April 16: Immunotherapy: A Game-Changer for Cancer Patients
The “Holy Grails" of cancer therapy are specificity and potency. Immunotherapy provides both but it has only been in the past 10–20 years that these potentials have been realized. This presentation began with an overview of the immune system and, with this foundation, explained how the immune system has been deployed to treat cancer and speculations on what the future holds.
Presented by: Christopher Pennell, Professor in the Department of Laboratory Medicine and Pathology and a researcher in the Masonic Cancer Center at the University of Minnesota. He currently co-directs the Institute for Engineering in Medicine's Inspire Program and the Cancer Center's M-ASCEND Program.

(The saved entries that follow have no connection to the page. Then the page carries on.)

//! mflowd
//!
//! - Source adapter (file replay or Pub/Sub) -> normalizer -> engine input queue
//! - Aggregation engine: single task owning all metric state
//! - HTTP: /metrics (scrape rendezvous + exposition), /status
//! - Ctrl-C cancels everything through one token

use std::sync::Arc;

use clap::Parser;
use tokio_util::sync::CancellationToken;
use tracing_subscriber::{fmt, EnvFilter};

use mflow_core::error::{MflowError, Result};
use mflowd::{app_state, cli::Cli, engine, obs::metrics::DaemonMetrics, router, source};

#[tokio::main]
async fn main() -> Result<()> {
    let cli = Cli::parse();

    let filter = EnvFilter::try_from_default_env().unwrap_or_else(|_| EnvFilter::new(cli.log_filter()));
    fmt().with_env_filter(filter).init();

    let cfg = cli.load_config()?;
    let listen = cfg.server.listen_addr()?;

    let cancel = CancellationToken::new();
    let metrics = Arc::new(DaemonMetrics::default());

    // ---- engine
    let (engine, scrape, engine_task) = engine::spawn(cancel.clone(), Arc::clone(&metrics));

    // ---- source (failure stops the adapter only)
    let ingestor = source::Ingestor::new(
        engine,
        cfg.source.max_in_flight,
        Arc::clone(&metrics),
        cfg.source.kind,
    );
    let source_task = source::spawn_source(cfg, ingestor, cancel.clone());

    // ---- http
    let state = app_state::AppState::new(scrape, metrics);
    let app = router::build_router(state);

    tokio::spawn(cancel_on_ctrl_c(cancel.clone()));

    tracing::info!(%listen, "mflowd starting");
    let listener = tokio::net::TcpListener::bind(listen)
        .await
        .map_err(|e| MflowError::Internal(format!("failed to bind {listen}: {e}")))?;

    let shutdown = cancel.clone();
    axum::serve(listener, app)
        .with_graceful_shutdown(async move { shutdown.cancelled().await })
        .await
        .map_err(|e| MflowError::Internal(format!("server failed: {e}")))?;

    cancel.cancel();
    match engine_task.await {
        Ok(t) => tracing::info!(termination = ?t, "aggregation engine stopped"),
        Err(e) => tracing::error!("aggregation engine task failed: {e}"),
    }
    let _ = source_task.await;
    Ok(())
}

async fn cancel_on_ctrl_c(cancel: CancellationToken) {
    if let Err(e) = tokio::signal::ctrl_c().await {
        tracing::error!("failed to listen for ctrl-c: {e}");
        return;
    }
    tracing::info!("shutting down");
    cancel.cancel();
}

Part of the OLLI At-the-U Lecture Series.
Key Takeaways
- The Nature of Cancer as "Rogue Cells"
- Definition: Cancer is an umbrella term for hundreds of diseases where one of the body's trillions of cells "goes rogue" by ignoring normal biological rules.
- The Rules Broken: Healthy cells are supposed to divide only when told, stay in their proper location, perform their specific job, and die when instructed. Cancer cells fail in all these areas, leading to uncontrolled growth (tumors) and invasion of other tissues (metastasis).
- Mechanisms of Harm: Cancer cells outcompete healthy cells for nutrients and oxygen, physically squeeze organs to compromise their function, and can secrete problematic excess proteins.
- How Cancer Arises: The "Numbers Game"
- Genetic Mistakes: Every day, the human body copies a "trillion billion" letters of DNA to create roughly 300 billion new cells.
- Causes: Mutations (errors in DNA) typically accumulate through three avenues:
- Age: Long-term accumulation of mistakes over decades.
- Bad Luck: Inherited mutations or accidental environmental exposures (e.g., radiation).
- Lifestyle: Choices within our control, such as cigarette smoking or sun exposure.
- The Role of the Immune System
- Immune Surveillance: The immune system naturally acts to maintain balance (homeostasis) and constantly identifies and destroys nascent tumor cells before they become clinically apparent.
- The "Wall": Clinically detectable tumors are those that have successfully "erected a wall" to evade immune recognition. Immunotherapy aims to understand this wall's "bricks and mortar" to destroy its integrity or allow immune cells to crash over it.
- Why Immunotherapy is a "Game Changer"
Dr. Pennell identifies four critical characteristics that make immunotherapy superior to traditional treatments like surgery or chemotherapy:- Exquisite Specificity: It can distinguish between two proteins that differ by only a single amino acid.
- Potency: It can mount an incredibly powerful attack against malignant cells.
- Memory: If the cancer returns, the immune system can remember and eliminate it again.
- Adaptability: It can hit "moving targets" as cancers mutate over time.
- Success Story: CAR T Cell Therapy
- Case Study: The lecture highlights Emily Whitehead, the first pediatric patient treated with CAR T cell therapy.
- Process: Doctors removed her T cells, "trained" them in a lab (reprogramming them to recognize cancer), and re-infused them into her blood.
- Outcome: Despite being given only weeks to live after relapsing, the therapy put her into a remission that has lasted over 14 years.